14Jul

As Much as We Want to Live in the Present

It is impossible at times to keep perception narrowed to the now. Today is Bastille Day and my children’s father’s birthday. My kids’ father passed away in 2007 from his one and only heart attack, he was 54 years old.
My new husband is a widower with 2 daughters, they lost their one and only wife and mother in 2009.
These events are indelible in a way that no other events in life are. They are simply uncontrollable and grief will not bow to the wishes of any person. Grief comes upon you with a will of its own.
After bearing grief in life, we eventually learn that we must march on. We may not want to, we may not like it, but we have to keep living.
As we grow and prosper beyond our loved one’s death, we may feel guilty, as if without our loved one nearby, we do not deserve happiness. These can be difficult emotions and thoughts. We bear them, we feel them, and we do not know what to do with them.
My mother and my kids’ father suffered from sudden heart attacks and died very quickly, early and unexpectedly. They were the seminal moments in my family’s life and did not bode well for the health of either my family of origin, or my nuclear family.
I worked very hard and certainly relentlessly to bring my family back from the edge of darkness. I know very well that my new husband made Herculean efforts on behalf of his family’s wellness. It was one of the things that attracted me to him; dedication with limitless depth for the well being of his family.
And so, we are here and now, married for a couple of years and sharing parental responsibilities. As the result of a heart condition I was scheduled for a procedure today and for whatever reason, on Sunday, I started having chest pains and became light headed. The ambulance rushed to the house and transported me to the hospital.

I dearly wanted an answer to explain the chest pain. As my husband and I sat in the emergency room, he reminded me that I had failed to explain my health issues to the kids – at all. We stared at each other. Tears rolled down my cheeks. We are the last parents our multiple kids have. We are fiercely committed to surviving. It is our wish to see our grandchildren at their weddings. At the bottom of it all is the hope that our kids will not have to endure anymore tragedies that will cause grief and despair in their lives.

I have surreptitiously listened to the kids talk, they are proud that they have loving and caring parents, it’s important to them.

I want to survive this encounter with the hospital and because of my pending procedures I am scared.
I do not want to talk to our kids, each of them has endured so much, to be the source of pain and fear is a bitter reality for me. We must speak to the kids, each of them. We know that in some cases it is terrifying. Nevertheless, we must say the words: cardiac, emergency room, hospital stay…

To be clear, our youngest is a 28 year old man. To be clear, I lost my mother when I was 37, at the time, she was the center of my world. Our kids are strong, smart, handsome people who work hard and accomplish much. I do not speak of babies or idiots. I speak of right-thinking adults that I trust and treasure!

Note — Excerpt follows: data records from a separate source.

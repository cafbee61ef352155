//! Waveform rendering and playhead overlay.
//!
//! `WaveformRenderer` paints the static image (grid plus min/max envelope)
//! into the waveform layer and keeps the playhead layer in sync with the
//! playback controller it owns. The envelope can be painted incrementally:
//! each column is an independent deferred task the host drains between
//! event-loop turns, so long buffers never stall input handling.

use std::collections::VecDeque;

use anyhow::Result;

use super::envelope;
use super::surface::RenderSurface;
use crate::player::buffer::SampleBuffer;
use crate::player::controller::{PlaybackController, PlayheadUpdate};

/// Grid geometry. Both values are visual tuning knobs surfaced in the
/// config file; the defaults match the classic layout.
#[derive(Debug, Clone, Copy)]
pub struct GridOptions {
    /// Number of evenly spaced vertical divisions across the full width.
    pub vertical_divisions: u16,
    /// Pixel spacing between horizontal gridlines, measured from the
    /// zero-amplitude line outward.
    pub horizontal_spacing: u16,
}

impl Default for GridOptions {
    fn default() -> Self {
        Self {
            vertical_divisions: 10,
            horizontal_spacing: 16,
        }
    }
}

/// Renderer construction options.
#[derive(Debug, Clone, Copy)]
pub struct RenderOptions {
    pub width: u32,
    pub height: u32,
    /// Paint envelope columns as deferred tasks instead of inline. An
    /// explicit `false` is honored.
    pub render_async: bool,
    pub grid: GridOptions,
}

/// One deferred column paint. Carries explicit value captures only; a task
/// scheduled before a resize is recognized as stale by its generation and
/// discarded unpainted.
#[derive(Debug, Clone, Copy)]
struct ColumnTask {
    x: u32,
    generation: u64,
}

/// Paints the waveform image and the playhead overlay for one buffer,
/// using the owned [`PlaybackController`] as its progress source.
pub struct WaveformRenderer {
    surface: RenderSurface,
    buffer: SampleBuffer,
    controller: PlaybackController,
    render_async: bool,
    grid: GridOptions,
    pending: VecDeque<ColumnTask>,
    generation: u64,
}

impl WaveformRenderer {
    pub fn new(
        options: RenderOptions,
        buffer: SampleBuffer,
        controller: PlaybackController,
    ) -> Self {
        Self {
            surface: RenderSurface::new(options.width, options.height),
            buffer,
            controller,
            render_async: options.render_async,
            grid: options.grid,
            pending: VecDeque::new(),
            generation: 0,
        }
    }

    /// Full repaint: grid, envelope, playhead.
    ///
    /// In asynchronous mode the envelope columns are queued rather than
    /// painted; drain them with [`pump`](Self::pump). Columns may complete
    /// in any order across turns — each one strokes only its own
    /// x-coordinate, so the finished image is order-independent.
    pub fn render(&mut self) {
        self.generation = self.generation.wrapping_add(1);
        self.paint_grid();

        let width = self.surface.width();
        let spp = envelope::samples_per_pixel(self.buffer.len(), width);
        if spp >= 1.0 {
            if self.render_async {
                for x in 0..width {
                    self.pending.push_back(ColumnTask {
                        x,
                        generation: self.generation,
                    });
                }
            } else if let Some(columns) = envelope::compute(self.buffer.samples(), width) {
                for (x, column) in columns.into_iter().enumerate() {
                    self.stroke_column(x as u32, column);
                }
            }
        } else {
            // Buffer too short to resolve one sample per pixel; the grid
            // alone is the image.
            tracing::debug!(
                "Skipping waveform paint: {} samples across {} columns",
                self.buffer.len(),
                width
            );
        }

        self.render_playhead(self.controller.progress());
    }

    /// Processes up to `budget` deferred column tasks.
    ///
    /// Stale tasks from before the latest render are discarded without
    /// painting and do not count against the budget. Returns the number of
    /// columns actually painted.
    pub fn pump(&mut self, budget: usize) -> usize {
        let mut painted = 0;
        while painted < budget {
            let Some(task) = self.pending.pop_front() else {
                break;
            };
            if task.generation != self.generation {
                continue;
            }
            self.paint_column(task.x);
            painted += 1;
        }
        painted
    }

    /// Number of deferred column tasks still queued (stale ones included).
    pub fn pending_columns(&self) -> usize {
        self.pending.len()
    }

    /// Clears the playhead layer and strokes the marker line at
    /// `progress` of the surface width.
    pub fn render_playhead(&mut self, progress: f64) {
        let width = self.surface.width();
        let height = self.surface.height();
        self.surface.playhead.clear();
        if width == 0 || height == 0 {
            return;
        }
        let x = ((progress.clamp(0.0, 1.0) * width as f64) as u32).min(width - 1);
        self.surface.playhead.vline(x as i32, 0, height as i32 - 1);
    }

    /// Drives the controller's tick timer; on a due tick repaints only the
    /// playhead layer and returns the update. The waveform layer is never
    /// touched from here.
    ///
    /// # Errors
    /// - If the controller fails to re-arm at completion
    pub fn poll(&mut self) -> Result<Option<PlayheadUpdate>> {
        let update = self.controller.poll()?;
        if let Some(update) = update {
            self.render_playhead(update.progress);
        }
        Ok(update)
    }

    /// Toggles playback. The sole transport control exposed to the host.
    ///
    /// # Errors
    /// - If starting or re-arming the playback handle fails
    pub fn play_pause(&mut self) -> Result<()> {
        self.controller.play_pause()
    }

    /// Rebuilds the surface at a new size and repaints.
    ///
    /// Column tasks queued for the old size become stale and are discarded
    /// by [`pump`](Self::pump) via the generation bump in `render`.
    pub fn resize(&mut self, width: u32, height: u32) {
        if width == self.surface.width() && height == self.surface.height() {
            return;
        }
        tracing::debug!(
            "Render surface resized to {}x{} px",
            width,
            height
        );
        self.surface = RenderSurface::new(width, height);
        self.render();
    }

    pub fn surface(&self) -> &RenderSurface {
        &self.surface
    }

    pub fn controller(&self) -> &PlaybackController {
        &self.controller
    }

    /// Clears the waveform layer and paints the static grid: the
    /// zero-amplitude reference line, vertical divisions, and horizontal
    /// gridlines spreading from the center.
    fn paint_grid(&mut self) {
        let width = self.surface.width();
        let height = self.surface.height();
        let layer = &mut self.surface.waveform;
        layer.clear();
        if width == 0 || height == 0 {
            return;
        }

        let right = width as i32 - 1;
        let bottom = height as i32 - 1;
        let mid = height as i32 / 2;

        // Zero-amplitude reference line
        layer.hline(mid, 0, right);

        let divisions = self.grid.vertical_divisions as u32;
        if divisions > 0 {
            for i in 0..=divisions {
                let x = (i * width / divisions).min(width - 1) as i32;
                layer.vline(x, 0, bottom);
            }
        }

        let spacing = self.grid.horizontal_spacing as i32;
        if spacing > 0 {
            let mut offset = spacing;
            while offset <= mid {
                layer.hline(mid - offset, 0, right);
                layer.hline(mid + offset, 0, right);
                offset += spacing;
            }
        }
    }

    /// Recomputes and paints one envelope column. Used by deferred tasks,
    /// which carry only their x-coordinate and derive everything else from
    /// the immutable buffer.
    fn paint_column(&mut self, x: u32) {
        let width = self.surface.width();
        if x >= width {
            return;
        }

        let spp = envelope::samples_per_pixel(self.buffer.len(), width);
        if spp < 1.0 {
            return;
        }
        let column = envelope::column(self.buffer.samples(), x, width, spp);
        self.stroke_column(x, column);
    }

    /// Strokes one column: two segments from the zero line out to the
    /// column's max and min amplitudes.
    ///
    /// Self-contained: it clears nothing and writes only its own
    /// x-coordinate, which is what makes out-of-order completion safe.
    fn stroke_column(&mut self, x: u32, column: envelope::EnvelopeColumn) {
        let height = self.surface.height();
        if height == 0 {
            return;
        }

        let mid = height as f64 / 2.0;
        let y_zero = mid as i32;
        let y_max = (mid - column.max as f64 * mid) as i32;
        let y_min = (mid - column.min as f64 * mid) as i32;

        let layer = &mut self.surface.waveform;
        layer.vline(x as i32, y_zero, y_max);
        layer.vline(x as i32, y_zero, y_min);
    }
}

#[cfg(test)]
mod tests {
    use super::*;
    use crate::player::clock::test_support::ManualClock;
    use crate::player::controller::TICK_PERIOD_SECS;
    use crate::player::sink::test_support::FakeSink;
    use std::cell::Cell;
    use std::rc::Rc;

    fn options(width: u32, height: u32, render_async: bool) -> RenderOptions {
        RenderOptions {
            width,
            height,
            render_async,
            grid: GridOptions::default(),
        }
    }

    fn renderer(
        samples: Vec<f32>,
        opts: RenderOptions,
    ) -> (WaveformRenderer, Rc<Cell<f64>>) {
        let buffer = SampleBuffer::new(samples, 1000);
        let (sink, _log) = FakeSink::new();
        let (clock, time) = ManualClock::new();
        let controller = PlaybackController::new(
            buffer.clone(),
            Box::new(sink),
            Box::new(clock),
            Box::new(|_| {}),
        )
        .expect("arm initial handle");
        (WaveformRenderer::new(opts, buffer, controller), time)
    }

    fn test_signal(len: usize) -> Vec<f32> {
        (0..len).map(|n| (n as f32 * 0.11).sin() * 0.9).collect()
    }

    #[test]
    fn async_and_sync_painting_produce_identical_pixels() {
        let samples = test_signal(4000);
        let (mut sync_renderer, _) = renderer(samples.clone(), options(96, 32, false));
        let (mut async_renderer, _) = renderer(samples, options(96, 32, true));

        sync_renderer.render();
        async_renderer.render();
        assert_eq!(async_renderer.pending_columns(), 96);

        // Drain in uneven batches to exercise multi-turn completion
        while async_renderer.pending_columns() > 0 {
            async_renderer.pump(7);
        }

        assert_eq!(
            sync_renderer.surface().waveform,
            async_renderer.surface().waveform
        );
    }

    #[test]
    fn short_buffer_paints_grid_only() {
        let (mut with_samples, _) = renderer(vec![0.9; 10], options(64, 16, false));
        let (mut without_samples, _) = renderer(Vec::new(), options(64, 16, false));

        with_samples.render();
        without_samples.render();

        // Too few samples per pixel: the waveform layer is just the grid
        assert_eq!(
            with_samples.surface().waveform,
            without_samples.surface().waveform
        );
        assert_eq!(with_samples.pending_columns(), 0);
    }

    #[test]
    fn zero_width_surface_renders_nothing_without_panicking() {
        let (mut r, _) = renderer(test_signal(1000), options(0, 16, true));
        r.render();
        assert_eq!(r.pending_columns(), 0);
        assert_eq!(r.surface().waveform.lit(), 0);

        let (mut flat, _) = renderer(test_signal(1000), options(64, 0, false));
        flat.render();
        assert_eq!(flat.surface().waveform.lit(), 0);
    }

    #[test]
    fn stale_columns_are_discarded_after_resize() {
        let samples = test_signal(4000);
        let (mut r, _) = renderer(samples.clone(), options(96, 32, true));

        r.render();
        r.pump(20); // partially painted at the old size
        r.resize(48, 16);

        // Old-generation tasks must not paint into the new surface
        while r.pending_columns() > 0 {
            r.pump(11);
        }

        let (mut expected, _) = renderer(samples, options(48, 16, false));
        expected.render();
        assert_eq!(r.surface().waveform, expected.surface().waveform);
    }

    #[test]
    fn tick_repaints_playhead_without_touching_the_waveform() {
        let (mut r, time) = renderer(test_signal(4000), options(80, 24, false));
        r.render();
        let waveform_before = r.surface().waveform.clone();

        r.play_pause().unwrap();
        time.set(1.0); // a quarter into the 4s buffer
        let update = r.poll().unwrap().expect("tick due");
        assert!((update.progress - 0.25).abs() < 0.05);

        assert_eq!(r.surface().waveform, waveform_before);
        let expected_x = (update.progress * 80.0) as u32;
        assert!(r.surface().playhead.get(expected_x, 0));
        assert!(r.surface().playhead.get(expected_x, 23));
    }

    #[test]
    fn playhead_layer_holds_a_single_line_per_tick() {
        let (mut r, time) = renderer(test_signal(4000), options(80, 24, false));
        r.render();
        r.play_pause().unwrap();

        time.set(1.0);
        r.poll().unwrap().expect("first tick");
        time.set(2.0);
        let update = r.poll().unwrap().expect("second tick");

        // Exactly one column lit: the previous line was cleared
        assert_eq!(r.surface().playhead.lit(), 24);
        let x = (update.progress * 80.0) as u32;
        assert!(r.surface().playhead.get(x, 12));
    }

    #[test]
    fn completion_parks_the_playhead_at_the_right_edge() {
        let (mut r, time) = renderer(test_signal(4000), options(80, 24, false));
        r.render();
        r.play_pause().unwrap();

        let mut last = None;
        while time.get() < 4.2 {
            time.set(time.get() + TICK_PERIOD_SECS);
            if let Some(update) = r.poll().unwrap() {
                last = Some(update);
            }
        }

        let last = last.expect("ticks fired");
        assert_eq!(last.progress, 1.0);
        assert!(r.surface().playhead.get(79, 0));
        assert!(!r.controller().is_playing());
    }
}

Still, there is something important about the surviving parent.. There is something important about the sharing of family history. There is something important about knowing that no matter what, there is someone in the world who loves you no matter what. Parents love beyond reasonableness and always will. That is a treasure beyond measure.
This is what we wish to be for the next 27.5 years: the source for our kids unconditional love and the source of their abiding strength.